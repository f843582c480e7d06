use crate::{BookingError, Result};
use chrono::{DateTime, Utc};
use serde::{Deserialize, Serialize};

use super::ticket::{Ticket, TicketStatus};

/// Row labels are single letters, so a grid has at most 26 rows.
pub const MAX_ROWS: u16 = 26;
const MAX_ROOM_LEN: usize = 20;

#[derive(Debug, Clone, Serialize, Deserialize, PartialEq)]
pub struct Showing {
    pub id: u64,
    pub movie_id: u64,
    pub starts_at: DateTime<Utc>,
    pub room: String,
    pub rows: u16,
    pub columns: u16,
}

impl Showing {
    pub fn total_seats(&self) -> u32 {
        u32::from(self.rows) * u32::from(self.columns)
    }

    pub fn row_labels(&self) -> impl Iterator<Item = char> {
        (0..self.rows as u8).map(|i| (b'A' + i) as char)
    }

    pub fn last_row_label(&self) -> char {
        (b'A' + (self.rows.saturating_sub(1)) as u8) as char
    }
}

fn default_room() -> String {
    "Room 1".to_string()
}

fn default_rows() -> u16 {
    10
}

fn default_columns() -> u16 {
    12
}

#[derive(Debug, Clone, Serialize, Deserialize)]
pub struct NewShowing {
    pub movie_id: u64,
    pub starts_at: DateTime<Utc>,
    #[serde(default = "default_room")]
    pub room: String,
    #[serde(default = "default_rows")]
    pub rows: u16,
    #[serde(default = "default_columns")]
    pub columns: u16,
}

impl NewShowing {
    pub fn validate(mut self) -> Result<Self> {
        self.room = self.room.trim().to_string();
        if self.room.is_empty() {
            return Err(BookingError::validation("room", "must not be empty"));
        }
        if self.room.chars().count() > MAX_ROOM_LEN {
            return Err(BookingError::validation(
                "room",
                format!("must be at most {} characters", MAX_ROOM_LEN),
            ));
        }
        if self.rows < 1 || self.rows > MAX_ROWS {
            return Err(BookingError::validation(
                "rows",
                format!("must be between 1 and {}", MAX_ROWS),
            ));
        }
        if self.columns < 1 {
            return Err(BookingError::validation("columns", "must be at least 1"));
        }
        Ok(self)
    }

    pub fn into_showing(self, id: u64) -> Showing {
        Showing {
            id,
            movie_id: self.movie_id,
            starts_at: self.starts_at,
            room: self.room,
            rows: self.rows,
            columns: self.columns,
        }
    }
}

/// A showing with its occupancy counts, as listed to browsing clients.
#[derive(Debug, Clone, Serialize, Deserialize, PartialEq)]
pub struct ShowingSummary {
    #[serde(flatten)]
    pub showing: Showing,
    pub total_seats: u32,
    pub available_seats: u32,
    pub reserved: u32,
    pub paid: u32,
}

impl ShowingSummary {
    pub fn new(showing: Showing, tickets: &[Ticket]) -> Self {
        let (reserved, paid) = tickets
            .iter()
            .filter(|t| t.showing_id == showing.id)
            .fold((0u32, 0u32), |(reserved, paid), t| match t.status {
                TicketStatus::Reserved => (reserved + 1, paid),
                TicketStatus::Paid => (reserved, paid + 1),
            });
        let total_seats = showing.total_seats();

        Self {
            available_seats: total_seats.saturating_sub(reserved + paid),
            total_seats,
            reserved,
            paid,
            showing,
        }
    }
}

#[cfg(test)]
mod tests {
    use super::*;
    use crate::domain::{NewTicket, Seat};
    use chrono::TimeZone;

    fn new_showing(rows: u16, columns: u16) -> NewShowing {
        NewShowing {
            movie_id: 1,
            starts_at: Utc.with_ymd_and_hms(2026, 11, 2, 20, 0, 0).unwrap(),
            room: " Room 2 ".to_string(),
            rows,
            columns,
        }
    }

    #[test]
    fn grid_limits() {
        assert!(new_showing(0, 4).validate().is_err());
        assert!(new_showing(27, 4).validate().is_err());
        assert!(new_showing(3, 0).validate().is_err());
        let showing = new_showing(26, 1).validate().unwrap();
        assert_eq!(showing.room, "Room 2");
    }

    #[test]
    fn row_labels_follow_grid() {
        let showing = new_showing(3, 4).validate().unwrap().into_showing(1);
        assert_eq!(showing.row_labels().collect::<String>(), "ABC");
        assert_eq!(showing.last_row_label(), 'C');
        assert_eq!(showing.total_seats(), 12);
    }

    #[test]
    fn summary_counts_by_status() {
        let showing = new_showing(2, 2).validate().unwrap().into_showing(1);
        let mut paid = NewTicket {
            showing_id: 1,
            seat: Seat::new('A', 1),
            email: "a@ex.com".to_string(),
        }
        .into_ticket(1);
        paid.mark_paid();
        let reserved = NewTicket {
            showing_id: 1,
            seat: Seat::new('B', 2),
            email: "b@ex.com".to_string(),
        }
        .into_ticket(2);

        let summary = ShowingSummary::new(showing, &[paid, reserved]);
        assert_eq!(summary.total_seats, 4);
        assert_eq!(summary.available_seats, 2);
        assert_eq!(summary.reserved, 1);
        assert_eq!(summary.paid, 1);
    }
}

▶ **Instructions for the task**
Check each line of the entries for "const" and copy those that have it.

▶ **Response area**
pub const MAX_ROWS: u16 = 26;
const MAX_ROOM_LEN: usize = 20;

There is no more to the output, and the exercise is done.